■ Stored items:
· · · · ·

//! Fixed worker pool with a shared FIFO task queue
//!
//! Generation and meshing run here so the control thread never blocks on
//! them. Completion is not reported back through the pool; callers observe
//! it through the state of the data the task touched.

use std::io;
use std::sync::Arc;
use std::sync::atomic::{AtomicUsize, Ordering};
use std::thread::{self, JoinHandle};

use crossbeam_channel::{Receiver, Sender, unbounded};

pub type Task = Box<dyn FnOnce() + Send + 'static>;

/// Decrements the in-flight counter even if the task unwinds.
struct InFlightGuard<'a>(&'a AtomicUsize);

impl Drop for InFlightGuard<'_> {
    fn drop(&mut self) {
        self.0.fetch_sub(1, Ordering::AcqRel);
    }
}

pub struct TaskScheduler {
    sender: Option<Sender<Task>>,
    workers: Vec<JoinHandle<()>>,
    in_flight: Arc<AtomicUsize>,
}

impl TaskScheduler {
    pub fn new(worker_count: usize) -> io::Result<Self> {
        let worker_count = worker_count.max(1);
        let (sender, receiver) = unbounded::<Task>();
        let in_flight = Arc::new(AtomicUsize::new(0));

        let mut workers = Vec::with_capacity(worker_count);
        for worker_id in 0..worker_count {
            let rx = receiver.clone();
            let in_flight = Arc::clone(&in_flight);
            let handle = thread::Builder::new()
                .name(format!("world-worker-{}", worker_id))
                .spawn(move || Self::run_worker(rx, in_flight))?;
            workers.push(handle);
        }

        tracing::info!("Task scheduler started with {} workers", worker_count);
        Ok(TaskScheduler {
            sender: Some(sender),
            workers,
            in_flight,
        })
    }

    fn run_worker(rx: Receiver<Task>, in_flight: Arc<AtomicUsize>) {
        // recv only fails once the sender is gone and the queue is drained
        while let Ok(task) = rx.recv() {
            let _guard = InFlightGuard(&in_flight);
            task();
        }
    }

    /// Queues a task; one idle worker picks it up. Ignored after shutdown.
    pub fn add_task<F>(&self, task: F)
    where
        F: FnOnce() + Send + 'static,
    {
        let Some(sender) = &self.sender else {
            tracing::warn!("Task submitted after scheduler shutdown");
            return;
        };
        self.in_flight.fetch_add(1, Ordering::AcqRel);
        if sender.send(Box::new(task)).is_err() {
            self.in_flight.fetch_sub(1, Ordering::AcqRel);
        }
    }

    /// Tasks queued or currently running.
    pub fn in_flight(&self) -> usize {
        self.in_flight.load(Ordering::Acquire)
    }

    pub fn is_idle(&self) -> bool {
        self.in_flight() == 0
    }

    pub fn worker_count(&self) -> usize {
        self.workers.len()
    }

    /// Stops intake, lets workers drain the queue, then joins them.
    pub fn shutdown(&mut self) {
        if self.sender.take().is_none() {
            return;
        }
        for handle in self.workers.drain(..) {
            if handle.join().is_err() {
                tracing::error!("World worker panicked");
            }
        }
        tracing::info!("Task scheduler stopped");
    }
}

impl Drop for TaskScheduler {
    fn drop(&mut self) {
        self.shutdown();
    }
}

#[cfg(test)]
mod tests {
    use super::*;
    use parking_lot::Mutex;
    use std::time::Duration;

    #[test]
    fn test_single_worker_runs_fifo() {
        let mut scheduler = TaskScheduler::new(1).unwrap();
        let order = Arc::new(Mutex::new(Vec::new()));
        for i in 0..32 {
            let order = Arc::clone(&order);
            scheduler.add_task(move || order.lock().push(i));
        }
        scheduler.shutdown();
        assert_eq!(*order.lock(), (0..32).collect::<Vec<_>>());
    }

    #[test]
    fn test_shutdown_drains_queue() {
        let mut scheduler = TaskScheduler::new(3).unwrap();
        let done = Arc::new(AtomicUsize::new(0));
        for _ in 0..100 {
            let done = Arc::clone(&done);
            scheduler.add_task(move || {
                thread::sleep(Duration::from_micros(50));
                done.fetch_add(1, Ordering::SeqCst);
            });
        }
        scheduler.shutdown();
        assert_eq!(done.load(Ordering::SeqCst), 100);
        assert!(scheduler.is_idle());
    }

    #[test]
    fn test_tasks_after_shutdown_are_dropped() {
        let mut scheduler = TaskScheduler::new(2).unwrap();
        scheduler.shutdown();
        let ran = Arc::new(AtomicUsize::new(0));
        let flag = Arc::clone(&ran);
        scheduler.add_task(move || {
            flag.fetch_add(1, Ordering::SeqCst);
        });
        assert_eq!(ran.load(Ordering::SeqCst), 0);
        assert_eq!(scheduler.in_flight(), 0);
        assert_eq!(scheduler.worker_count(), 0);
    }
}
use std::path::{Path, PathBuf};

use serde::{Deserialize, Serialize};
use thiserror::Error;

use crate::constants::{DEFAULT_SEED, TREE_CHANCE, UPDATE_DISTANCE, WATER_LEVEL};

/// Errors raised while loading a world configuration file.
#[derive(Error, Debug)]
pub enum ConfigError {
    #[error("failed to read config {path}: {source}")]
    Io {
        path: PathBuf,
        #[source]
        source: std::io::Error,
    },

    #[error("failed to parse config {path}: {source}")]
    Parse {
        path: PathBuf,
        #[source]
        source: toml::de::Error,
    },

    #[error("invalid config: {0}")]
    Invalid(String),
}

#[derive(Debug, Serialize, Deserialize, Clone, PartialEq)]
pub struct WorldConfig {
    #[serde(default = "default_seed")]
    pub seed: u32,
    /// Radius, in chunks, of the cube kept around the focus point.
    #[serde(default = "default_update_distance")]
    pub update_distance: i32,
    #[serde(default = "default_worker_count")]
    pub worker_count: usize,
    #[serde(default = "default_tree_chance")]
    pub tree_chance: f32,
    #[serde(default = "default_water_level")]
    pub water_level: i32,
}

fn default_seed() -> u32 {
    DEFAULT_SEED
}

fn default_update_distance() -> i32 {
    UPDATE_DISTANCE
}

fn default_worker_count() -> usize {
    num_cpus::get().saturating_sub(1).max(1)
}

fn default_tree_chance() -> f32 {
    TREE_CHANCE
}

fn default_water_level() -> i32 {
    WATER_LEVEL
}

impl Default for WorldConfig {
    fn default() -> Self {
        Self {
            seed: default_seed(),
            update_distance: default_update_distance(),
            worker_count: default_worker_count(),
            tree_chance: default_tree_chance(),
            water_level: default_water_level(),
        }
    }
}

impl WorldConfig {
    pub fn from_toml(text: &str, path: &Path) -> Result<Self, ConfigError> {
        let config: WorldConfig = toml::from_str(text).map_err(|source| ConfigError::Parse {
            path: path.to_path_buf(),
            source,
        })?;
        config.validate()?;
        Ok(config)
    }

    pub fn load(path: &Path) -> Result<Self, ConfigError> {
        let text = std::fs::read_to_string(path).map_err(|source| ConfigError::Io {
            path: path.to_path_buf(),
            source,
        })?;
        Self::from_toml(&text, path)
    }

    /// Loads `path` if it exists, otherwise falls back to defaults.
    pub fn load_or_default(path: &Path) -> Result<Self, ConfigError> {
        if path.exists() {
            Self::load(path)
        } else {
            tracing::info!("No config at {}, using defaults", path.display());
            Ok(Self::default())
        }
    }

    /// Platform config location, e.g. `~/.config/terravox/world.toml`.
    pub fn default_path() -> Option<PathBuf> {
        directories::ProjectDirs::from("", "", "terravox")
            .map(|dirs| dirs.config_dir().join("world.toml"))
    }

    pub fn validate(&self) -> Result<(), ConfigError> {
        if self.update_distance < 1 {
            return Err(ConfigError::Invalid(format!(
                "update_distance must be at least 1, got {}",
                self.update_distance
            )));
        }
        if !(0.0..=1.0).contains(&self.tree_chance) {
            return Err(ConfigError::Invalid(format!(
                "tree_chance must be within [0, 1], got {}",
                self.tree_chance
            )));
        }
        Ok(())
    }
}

· · · · ·

■ About this exercise:
Only one stretch of the records above is wanted: the lines between the one holding "use super::*;" and the one holding "assert_eq!(done.load(Ordering::SeqCst), 100);", inclusive, reproduced exactly.

■ Written answer:
    use super::*;
    use parking_lot::Mutex;
    use std::time::Duration;

    #[test]
    fn test_single_worker_runs_fifo() {
        let mut scheduler = TaskScheduler::new(1).unwrap();
        let order = Arc::new(Mutex::new(Vec::new()));
        for i in 0..32 {
            let order = Arc::clone(&order);
            scheduler.add_task(move || order.lock().push(i));
        }
        scheduler.shutdown();
        assert_eq!(*order.lock(), (0..32).collect::<Vec<_>>());
    }

    #[test]
    fn test_shutdown_drains_queue() {
        let mut scheduler = TaskScheduler::new(3).unwrap();
        let done = Arc::new(AtomicUsize::new(0));
        for _ in 0..100 {
            let done = Arc::clone(&done);
            scheduler.add_task(move || {
                thread::sleep(Duration::from_micros(50));
                done.fetch_add(1, Ordering::SeqCst);
            });
        }
        scheduler.shutdown();
        assert_eq!(done.load(Ordering::SeqCst), 100);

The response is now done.